Bad software architecture: why are my developers spending more time doing less?

A new software product gets built comparatively quickly. Often there’s commercial pressures: a set of features needed, and a launch date to hit. A great, commercially-aware dev team makes it a reality.

Now let’s revisit that same software project a decade on. It’s become successful, having grown both in features and in scale. More money is available, and the development team, too, has grown quickly.

Graph showing number of developers increasing year-on-year
The development team has grown...


But despite this, in many cases, the pace of development actually slows.

The bigger development team delivers more or less the same number of features as the smaller one did last year. The output (measured, say, in lines of code) seems to reach an asymptote:

Graph showing that as time goes by, the number of lines of code output never really increases
...but the development output seems to have stalled


Why is that?

It’s not that the developers are working any less hard. It’s not a communication thing. And it doesn’t take any longer to develop specific features than it did last year (in fact, improved tooling should make it a bit faster).

The problem is:

Architecture.

Because architecture is everything for the long term of tech projects.

The above charts are the hallmarks of bad software architecture. It is a very, very common pattern.

To solve it, we have to understand why it happens:


Why are my developers spending longer on writing less?

Let’s zoom in on a single, long-standing developer from the team and analyse what she spends her time on.

In year one, she had to write some features for the first release. If she tracked her time it would look like this:

Time breakdown showing 100% of time spend on writing features
Year 1 developer time breakdown

That’s all she did - write features. There weren’t any integration pains, because there was nothing to integrate to. Simple.


In year two, she had some more features to write, and had to spend a bit of time integrating them into the existing product.

Time breakdown showing 90% of time spend on writing features, 10% on integrating features
Year 2 developer time breakdown


Something interesting happens by year 5. Now the cost of integrating features has become significant. Bugs are popping up in unexpected places when she merges her code. She has to involve other team members, who have to make changes to their code to accommodate her features.

In all, she spends only about half her time writing features:

Time breakdown showing 50% of time spend on writing features, 50% on integrating features
Year 5 developer time breakdown


By year 10, the cost of integrating features is so high that she spends most of her time debugging problems in totally unrelated parts of the application. And she is constantly being disturbed by other developers, who need her to tweak her past code to accommodate their new features.

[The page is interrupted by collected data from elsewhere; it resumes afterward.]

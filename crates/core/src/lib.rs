//! Connect Four core - players, game status and the reward convention
//!
//! This crate holds the vocabulary shared by the board, the search engine
//! and the command-line tools.
//!
//! # Types
//!
//! - [`Player`] - Red (min player) or Yellow (max player)
//! - [`GameStatus`] - ongoing, won by a player, or drawn
//! - [`Reward`] - terminal value on the fixed Yellow = +1 / Red = -1 scale

mod error;
mod game;
mod types;

pub use error::{C4Error, Result};
pub use game::{GameStatus, Player};
pub use types::{perspective, Reward};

Time breakdown showing 10% of time spend on writing features, 90% on integrating features
Year 10 developer time breakdown


This is an example of developers having to fight an architecture. It’s the hallmark of a bad architecture.


So what should it look like?

A good architecture, by contrast, takes a lot of the heavy lifting for developers. It allows them to concentrate on writing features, no matter how big the team or project grows.

The hallmark of a good architecture is that every year, each developers’ time looks like this:

Time breakdown showing 90% of time spend on writing features, 10% on integrating features
Developer's time breakdown for a project with good architecture



The difference here is enormous. With bad architecture, the project was freewheeling towards a point where adding new features could no longer be commercially viable, because it would cost more to do so than could ever be recouped in sales. And at that point the project - and your whole investment - is dead.


The solution - introducing the Software Architect

The best solution, of course, is to never have let the project get to that point in the first place. For that, you need an experienced software architect.

A software architect is a very senior technical role. It is only available to those who have already had a long experience in software development, particularly in large projects and among large teams, and then further specialised in architecture.


Rather than work on the code itself, an architect works on the structure of the code. They work with senior developers to define how code should be written. That way, an architect barely even needs to know what the features of the software are, or how it gets its inputs, or where it outputs to.

So an architect makes the plug sockets that the features plug into.

An architect is an expensive hire. But the earlier in a project’s life you formalise the architecture, the more it will save you in the long run. The best time to start is right at the beginning.


How do we fix bad architecture?

If you have a project with the hallmarks of bad architecture, to restore productivity your software needs re-architecting. Again, this is something an experienced software architect will be able to work with your developers to do.

But if it’s been left a long time, re-architecting can be an enormous operation. From a financial perspective it can be gigantically expensive. And it can be commercially frustrating, too, since it involves re-assigning developers away from developing new features, maybe for a long period. New features, obviously, are what marketing departments depend upon.

But, as they say, even though the best time to do something is yesterday, the second-best time is right now.



So: if your developers are spending more time releasing less code, this is probably a hallmark of bad architecture. For new projects, make sure that at least one developer is architecture-savvy and ensure code structure is considered before any code is written. For mature projects a full-time software architect is a must.

Getting architecture right saves a project and saves your investment.